DATA FOR REVIEW:
- - - - -

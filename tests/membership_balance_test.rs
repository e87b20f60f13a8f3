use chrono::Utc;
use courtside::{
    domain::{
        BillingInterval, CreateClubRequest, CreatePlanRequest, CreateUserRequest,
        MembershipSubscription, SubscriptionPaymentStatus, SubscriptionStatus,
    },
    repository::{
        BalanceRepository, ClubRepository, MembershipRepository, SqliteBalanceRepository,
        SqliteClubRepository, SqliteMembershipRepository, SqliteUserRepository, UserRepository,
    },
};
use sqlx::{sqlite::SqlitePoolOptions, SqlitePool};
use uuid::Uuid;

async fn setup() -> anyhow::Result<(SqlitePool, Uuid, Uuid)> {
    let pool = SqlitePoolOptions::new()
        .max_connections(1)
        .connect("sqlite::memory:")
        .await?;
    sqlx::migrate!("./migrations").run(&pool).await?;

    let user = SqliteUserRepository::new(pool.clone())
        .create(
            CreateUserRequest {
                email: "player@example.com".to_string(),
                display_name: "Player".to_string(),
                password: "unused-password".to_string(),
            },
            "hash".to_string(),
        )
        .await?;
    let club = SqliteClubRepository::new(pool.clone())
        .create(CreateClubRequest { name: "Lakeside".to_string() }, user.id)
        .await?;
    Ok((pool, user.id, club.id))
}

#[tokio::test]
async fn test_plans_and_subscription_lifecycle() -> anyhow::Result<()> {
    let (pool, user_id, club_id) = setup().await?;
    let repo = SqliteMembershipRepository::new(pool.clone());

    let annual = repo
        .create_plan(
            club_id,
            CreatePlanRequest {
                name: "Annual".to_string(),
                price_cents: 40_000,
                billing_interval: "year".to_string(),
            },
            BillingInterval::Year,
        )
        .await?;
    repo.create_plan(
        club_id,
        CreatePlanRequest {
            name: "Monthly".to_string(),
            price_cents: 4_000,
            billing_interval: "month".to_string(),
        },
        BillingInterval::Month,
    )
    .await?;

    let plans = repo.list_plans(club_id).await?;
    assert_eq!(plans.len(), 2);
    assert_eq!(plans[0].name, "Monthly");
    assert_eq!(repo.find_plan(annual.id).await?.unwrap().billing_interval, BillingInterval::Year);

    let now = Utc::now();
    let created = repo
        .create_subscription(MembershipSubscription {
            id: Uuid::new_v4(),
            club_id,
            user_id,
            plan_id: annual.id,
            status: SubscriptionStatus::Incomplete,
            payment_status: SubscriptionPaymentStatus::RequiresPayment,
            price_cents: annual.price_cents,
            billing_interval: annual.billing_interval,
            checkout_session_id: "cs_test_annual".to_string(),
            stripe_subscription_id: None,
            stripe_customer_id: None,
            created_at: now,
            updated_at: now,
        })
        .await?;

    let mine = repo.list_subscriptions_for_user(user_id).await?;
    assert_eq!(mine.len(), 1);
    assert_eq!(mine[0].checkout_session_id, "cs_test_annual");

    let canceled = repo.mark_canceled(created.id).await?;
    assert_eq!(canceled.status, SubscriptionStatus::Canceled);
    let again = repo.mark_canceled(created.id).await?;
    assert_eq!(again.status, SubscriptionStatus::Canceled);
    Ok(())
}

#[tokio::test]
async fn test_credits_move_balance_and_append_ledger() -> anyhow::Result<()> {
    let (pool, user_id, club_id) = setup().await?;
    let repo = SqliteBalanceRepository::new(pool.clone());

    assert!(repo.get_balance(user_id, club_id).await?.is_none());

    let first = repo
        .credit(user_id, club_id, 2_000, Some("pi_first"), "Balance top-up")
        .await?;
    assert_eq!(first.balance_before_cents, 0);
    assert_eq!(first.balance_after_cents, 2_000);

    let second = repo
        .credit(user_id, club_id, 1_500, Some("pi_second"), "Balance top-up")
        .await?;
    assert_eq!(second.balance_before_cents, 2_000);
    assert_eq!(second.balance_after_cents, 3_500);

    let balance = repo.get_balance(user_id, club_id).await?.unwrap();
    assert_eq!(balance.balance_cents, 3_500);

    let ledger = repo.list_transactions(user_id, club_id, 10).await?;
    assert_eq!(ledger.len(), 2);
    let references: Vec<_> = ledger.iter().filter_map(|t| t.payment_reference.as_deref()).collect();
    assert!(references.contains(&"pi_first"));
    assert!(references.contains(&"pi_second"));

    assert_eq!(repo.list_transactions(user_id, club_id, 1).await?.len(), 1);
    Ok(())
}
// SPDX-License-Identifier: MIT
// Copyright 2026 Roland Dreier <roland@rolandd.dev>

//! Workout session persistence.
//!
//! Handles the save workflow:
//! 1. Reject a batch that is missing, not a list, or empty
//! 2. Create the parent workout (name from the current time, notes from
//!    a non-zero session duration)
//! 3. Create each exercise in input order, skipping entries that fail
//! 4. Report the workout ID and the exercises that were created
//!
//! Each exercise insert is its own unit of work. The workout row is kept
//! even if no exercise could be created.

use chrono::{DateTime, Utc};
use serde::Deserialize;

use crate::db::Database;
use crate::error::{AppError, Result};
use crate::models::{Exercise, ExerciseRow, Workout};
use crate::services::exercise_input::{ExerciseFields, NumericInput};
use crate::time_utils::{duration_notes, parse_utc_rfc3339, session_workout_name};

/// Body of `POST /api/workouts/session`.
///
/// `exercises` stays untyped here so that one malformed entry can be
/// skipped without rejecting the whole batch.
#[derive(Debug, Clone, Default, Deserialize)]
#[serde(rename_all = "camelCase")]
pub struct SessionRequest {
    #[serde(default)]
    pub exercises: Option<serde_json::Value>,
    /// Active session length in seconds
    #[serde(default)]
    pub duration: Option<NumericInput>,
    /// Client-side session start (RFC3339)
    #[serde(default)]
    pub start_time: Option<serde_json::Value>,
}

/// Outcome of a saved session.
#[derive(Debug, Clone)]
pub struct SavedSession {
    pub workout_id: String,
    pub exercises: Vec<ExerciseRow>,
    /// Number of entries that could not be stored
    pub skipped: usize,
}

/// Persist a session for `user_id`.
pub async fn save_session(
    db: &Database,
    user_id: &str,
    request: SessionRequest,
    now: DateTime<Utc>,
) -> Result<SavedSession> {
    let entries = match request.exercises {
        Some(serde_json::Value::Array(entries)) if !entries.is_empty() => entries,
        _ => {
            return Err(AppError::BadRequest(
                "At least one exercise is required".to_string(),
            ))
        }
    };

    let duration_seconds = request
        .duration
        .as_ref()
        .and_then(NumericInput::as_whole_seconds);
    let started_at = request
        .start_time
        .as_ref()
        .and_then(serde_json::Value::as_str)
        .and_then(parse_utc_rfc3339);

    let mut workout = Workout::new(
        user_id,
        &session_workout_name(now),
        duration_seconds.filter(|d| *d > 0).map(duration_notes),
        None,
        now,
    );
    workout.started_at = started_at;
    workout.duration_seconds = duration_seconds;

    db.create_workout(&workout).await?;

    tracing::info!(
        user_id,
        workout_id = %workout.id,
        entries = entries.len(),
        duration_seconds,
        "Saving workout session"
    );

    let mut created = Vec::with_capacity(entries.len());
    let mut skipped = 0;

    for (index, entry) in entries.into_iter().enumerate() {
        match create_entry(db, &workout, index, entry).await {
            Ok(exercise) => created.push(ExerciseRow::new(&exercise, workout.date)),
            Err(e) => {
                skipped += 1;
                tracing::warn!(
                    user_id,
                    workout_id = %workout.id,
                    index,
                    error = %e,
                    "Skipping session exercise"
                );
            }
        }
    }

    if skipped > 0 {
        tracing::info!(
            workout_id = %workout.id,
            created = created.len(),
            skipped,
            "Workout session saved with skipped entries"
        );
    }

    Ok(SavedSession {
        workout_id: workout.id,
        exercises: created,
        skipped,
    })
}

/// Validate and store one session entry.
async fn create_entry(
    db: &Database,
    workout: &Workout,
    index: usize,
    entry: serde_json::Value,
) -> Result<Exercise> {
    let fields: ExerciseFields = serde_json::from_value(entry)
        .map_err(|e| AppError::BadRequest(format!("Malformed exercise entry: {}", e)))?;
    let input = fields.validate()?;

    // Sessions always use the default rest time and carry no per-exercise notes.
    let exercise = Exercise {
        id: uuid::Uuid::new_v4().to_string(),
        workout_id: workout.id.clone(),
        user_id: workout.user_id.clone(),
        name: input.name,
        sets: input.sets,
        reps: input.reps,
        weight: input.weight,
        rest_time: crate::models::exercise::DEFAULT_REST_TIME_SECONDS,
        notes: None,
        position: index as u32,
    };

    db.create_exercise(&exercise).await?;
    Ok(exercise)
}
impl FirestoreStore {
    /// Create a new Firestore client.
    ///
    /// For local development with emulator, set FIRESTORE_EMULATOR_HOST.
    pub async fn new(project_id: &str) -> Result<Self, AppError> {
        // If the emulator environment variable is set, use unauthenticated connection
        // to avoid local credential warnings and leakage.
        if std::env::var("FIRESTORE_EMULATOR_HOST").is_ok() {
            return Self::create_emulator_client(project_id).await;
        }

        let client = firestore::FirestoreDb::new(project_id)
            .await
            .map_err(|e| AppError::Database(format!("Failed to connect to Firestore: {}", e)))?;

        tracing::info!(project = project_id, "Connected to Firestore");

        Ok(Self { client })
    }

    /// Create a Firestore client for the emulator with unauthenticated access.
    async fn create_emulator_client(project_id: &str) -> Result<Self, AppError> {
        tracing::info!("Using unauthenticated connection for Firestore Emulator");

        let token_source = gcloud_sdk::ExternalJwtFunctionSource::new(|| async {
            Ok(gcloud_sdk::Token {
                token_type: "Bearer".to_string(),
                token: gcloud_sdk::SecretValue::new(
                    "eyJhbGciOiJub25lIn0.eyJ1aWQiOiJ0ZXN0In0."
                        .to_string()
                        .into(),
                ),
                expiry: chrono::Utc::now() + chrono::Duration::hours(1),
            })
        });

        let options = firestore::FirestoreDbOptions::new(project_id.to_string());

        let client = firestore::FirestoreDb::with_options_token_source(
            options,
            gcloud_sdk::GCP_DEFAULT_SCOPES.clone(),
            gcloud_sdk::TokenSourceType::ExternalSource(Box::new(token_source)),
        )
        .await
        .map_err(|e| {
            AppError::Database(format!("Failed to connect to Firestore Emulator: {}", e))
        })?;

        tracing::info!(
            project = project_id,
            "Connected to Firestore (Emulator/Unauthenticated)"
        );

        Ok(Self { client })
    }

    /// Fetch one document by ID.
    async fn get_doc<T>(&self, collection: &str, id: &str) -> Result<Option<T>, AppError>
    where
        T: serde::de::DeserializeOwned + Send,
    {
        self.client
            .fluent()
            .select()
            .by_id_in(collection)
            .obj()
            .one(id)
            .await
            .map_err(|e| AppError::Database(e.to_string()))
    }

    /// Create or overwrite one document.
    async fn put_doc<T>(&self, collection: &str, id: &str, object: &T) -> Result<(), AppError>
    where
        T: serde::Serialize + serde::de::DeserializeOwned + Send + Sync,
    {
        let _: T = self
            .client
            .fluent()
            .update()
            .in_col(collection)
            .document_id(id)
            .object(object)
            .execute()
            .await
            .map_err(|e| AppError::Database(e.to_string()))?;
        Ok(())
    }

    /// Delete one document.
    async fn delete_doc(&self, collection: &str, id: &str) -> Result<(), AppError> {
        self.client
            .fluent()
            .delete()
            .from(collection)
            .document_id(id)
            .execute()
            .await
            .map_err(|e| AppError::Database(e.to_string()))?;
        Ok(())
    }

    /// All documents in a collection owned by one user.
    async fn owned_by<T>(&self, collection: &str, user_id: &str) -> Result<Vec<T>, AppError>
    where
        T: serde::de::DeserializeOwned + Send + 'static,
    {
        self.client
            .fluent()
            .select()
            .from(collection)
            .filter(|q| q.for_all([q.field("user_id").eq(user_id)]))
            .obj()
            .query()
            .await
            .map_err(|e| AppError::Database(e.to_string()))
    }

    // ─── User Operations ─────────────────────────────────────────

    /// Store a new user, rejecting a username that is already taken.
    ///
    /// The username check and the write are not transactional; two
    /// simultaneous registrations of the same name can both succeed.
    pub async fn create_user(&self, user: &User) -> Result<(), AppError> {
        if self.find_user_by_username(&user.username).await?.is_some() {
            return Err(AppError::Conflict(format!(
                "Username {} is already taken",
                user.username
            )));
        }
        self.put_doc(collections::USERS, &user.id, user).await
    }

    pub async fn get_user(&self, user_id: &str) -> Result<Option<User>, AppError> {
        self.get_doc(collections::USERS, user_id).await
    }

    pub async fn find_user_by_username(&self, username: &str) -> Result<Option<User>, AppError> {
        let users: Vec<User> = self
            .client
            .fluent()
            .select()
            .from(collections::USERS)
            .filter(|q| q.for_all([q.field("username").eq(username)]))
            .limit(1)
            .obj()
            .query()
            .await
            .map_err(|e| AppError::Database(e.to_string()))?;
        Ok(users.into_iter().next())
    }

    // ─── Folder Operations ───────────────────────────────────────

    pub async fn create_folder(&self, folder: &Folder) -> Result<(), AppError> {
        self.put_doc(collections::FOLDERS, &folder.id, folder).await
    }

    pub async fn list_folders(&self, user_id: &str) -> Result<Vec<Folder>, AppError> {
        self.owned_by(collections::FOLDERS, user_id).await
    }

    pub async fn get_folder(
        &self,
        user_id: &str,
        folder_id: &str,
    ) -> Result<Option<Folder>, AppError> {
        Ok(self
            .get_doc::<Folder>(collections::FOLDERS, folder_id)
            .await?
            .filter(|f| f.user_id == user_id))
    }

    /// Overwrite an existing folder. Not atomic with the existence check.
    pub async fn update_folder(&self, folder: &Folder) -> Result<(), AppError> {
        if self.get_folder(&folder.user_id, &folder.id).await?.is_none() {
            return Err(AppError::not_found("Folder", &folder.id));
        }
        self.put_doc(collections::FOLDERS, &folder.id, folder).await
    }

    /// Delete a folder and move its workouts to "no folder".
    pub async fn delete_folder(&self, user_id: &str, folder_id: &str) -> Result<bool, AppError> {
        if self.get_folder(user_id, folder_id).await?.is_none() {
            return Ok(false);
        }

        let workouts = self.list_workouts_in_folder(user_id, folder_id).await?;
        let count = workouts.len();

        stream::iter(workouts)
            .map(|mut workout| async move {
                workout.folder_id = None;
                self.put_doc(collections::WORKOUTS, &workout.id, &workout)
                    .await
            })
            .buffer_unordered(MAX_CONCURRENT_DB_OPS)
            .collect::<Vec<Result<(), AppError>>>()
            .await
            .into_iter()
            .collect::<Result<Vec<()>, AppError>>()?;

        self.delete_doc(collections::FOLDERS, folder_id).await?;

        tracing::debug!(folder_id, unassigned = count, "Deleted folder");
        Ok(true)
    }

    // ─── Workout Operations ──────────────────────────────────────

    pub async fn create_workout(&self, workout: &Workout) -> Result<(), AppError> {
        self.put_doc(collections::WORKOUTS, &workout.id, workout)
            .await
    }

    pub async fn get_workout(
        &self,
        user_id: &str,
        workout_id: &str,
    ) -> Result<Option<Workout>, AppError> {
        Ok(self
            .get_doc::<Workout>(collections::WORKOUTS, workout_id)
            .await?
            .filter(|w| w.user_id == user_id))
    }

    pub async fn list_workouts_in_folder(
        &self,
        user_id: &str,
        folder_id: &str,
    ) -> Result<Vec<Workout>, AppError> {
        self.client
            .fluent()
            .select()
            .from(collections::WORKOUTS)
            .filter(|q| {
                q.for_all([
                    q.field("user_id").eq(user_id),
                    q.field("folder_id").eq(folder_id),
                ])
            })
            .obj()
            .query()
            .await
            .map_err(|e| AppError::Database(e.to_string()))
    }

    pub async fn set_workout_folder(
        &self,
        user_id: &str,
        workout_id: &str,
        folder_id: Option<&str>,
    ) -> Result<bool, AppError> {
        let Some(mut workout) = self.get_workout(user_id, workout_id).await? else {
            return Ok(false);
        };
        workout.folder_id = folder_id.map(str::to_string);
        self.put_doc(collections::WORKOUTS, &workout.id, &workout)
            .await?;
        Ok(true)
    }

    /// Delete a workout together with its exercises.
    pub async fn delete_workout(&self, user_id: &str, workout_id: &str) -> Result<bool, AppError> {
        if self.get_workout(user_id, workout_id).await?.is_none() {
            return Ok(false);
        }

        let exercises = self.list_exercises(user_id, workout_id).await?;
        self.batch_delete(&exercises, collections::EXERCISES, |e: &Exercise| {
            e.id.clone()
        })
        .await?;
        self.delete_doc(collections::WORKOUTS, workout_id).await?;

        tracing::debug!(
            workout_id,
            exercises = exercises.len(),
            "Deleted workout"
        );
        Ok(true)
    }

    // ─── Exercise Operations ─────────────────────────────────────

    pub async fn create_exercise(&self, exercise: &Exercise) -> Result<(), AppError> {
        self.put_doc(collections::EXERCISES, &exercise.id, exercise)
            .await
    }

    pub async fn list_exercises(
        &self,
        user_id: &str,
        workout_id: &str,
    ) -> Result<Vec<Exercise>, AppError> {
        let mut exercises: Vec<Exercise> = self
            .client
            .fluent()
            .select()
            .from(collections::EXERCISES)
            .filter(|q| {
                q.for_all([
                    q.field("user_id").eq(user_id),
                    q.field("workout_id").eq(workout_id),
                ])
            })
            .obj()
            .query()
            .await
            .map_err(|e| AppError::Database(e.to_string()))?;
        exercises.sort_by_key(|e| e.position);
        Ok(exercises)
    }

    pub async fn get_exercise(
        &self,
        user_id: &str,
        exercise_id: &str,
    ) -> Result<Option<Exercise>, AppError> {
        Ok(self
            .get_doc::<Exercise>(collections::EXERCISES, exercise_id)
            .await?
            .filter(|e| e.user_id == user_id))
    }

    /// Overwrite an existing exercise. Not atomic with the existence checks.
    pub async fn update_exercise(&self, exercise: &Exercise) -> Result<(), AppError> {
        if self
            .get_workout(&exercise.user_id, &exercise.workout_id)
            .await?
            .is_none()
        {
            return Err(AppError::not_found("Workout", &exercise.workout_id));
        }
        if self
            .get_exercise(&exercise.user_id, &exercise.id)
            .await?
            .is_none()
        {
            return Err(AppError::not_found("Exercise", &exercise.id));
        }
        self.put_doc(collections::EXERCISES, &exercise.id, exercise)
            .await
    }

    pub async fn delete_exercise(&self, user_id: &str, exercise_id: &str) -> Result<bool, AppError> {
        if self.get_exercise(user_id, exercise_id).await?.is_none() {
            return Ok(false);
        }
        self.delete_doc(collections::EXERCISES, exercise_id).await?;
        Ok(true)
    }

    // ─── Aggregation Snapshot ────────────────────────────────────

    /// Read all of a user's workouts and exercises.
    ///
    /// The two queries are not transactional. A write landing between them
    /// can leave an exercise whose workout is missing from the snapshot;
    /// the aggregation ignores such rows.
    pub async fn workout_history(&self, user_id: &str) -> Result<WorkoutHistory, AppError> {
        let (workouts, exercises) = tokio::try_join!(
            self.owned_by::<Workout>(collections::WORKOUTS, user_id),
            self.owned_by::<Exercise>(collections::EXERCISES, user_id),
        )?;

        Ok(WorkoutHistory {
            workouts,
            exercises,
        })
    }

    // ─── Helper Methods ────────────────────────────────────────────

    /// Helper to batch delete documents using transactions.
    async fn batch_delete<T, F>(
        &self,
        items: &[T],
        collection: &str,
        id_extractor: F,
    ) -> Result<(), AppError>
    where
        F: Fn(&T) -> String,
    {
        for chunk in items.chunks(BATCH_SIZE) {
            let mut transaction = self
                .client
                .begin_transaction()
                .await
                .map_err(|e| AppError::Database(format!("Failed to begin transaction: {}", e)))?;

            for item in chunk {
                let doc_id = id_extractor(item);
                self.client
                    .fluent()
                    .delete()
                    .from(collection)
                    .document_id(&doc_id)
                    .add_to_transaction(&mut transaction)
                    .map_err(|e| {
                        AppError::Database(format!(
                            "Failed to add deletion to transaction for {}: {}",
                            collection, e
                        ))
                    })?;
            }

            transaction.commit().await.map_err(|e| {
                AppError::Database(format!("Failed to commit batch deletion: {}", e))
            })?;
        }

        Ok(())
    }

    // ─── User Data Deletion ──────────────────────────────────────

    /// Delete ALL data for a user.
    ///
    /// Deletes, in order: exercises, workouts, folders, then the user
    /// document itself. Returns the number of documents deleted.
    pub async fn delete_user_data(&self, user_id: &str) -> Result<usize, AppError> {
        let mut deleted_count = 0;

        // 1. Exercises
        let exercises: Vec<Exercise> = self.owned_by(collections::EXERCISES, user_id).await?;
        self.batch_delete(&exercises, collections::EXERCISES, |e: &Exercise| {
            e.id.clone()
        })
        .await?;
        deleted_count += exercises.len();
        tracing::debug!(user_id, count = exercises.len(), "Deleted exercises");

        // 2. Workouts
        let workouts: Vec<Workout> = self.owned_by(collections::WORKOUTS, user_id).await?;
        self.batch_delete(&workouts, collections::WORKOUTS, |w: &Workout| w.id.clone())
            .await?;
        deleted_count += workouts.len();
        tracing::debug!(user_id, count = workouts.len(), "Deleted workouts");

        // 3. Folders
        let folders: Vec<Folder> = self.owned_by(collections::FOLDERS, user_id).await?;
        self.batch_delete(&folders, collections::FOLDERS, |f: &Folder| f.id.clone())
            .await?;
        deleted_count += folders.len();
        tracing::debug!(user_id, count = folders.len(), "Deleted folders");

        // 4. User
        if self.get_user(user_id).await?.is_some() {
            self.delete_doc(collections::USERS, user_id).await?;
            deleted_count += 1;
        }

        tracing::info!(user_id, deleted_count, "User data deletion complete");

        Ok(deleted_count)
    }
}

- - - - -

Transcribe only the lines from the beginning of the entries to the line with "let pool = SqlitePoolOptions::new()", inclusive, exactly as written.

filename tests/membership_balance_test.rs
repository e87b20f60f13a8f3
use chrono::Utc;
use courtside::{
    domain::{
        BillingInterval, CreateClubRequest, CreatePlanRequest, CreateUserRequest,
        MembershipSubscription, SubscriptionPaymentStatus, SubscriptionStatus,
    },
    repository::{
        BalanceRepository, ClubRepository, MembershipRepository, SqliteBalanceRepository,
        SqliteClubRepository, SqliteMembershipRepository, SqliteUserRepository, UserRepository,
    },
};
use sqlx::{sqlite::SqlitePoolOptions, SqlitePool};
use uuid::Uuid;

async fn setup() -> anyhow::Result<(SqlitePool, Uuid, Uuid)> {
    let pool = SqlitePoolOptions::new()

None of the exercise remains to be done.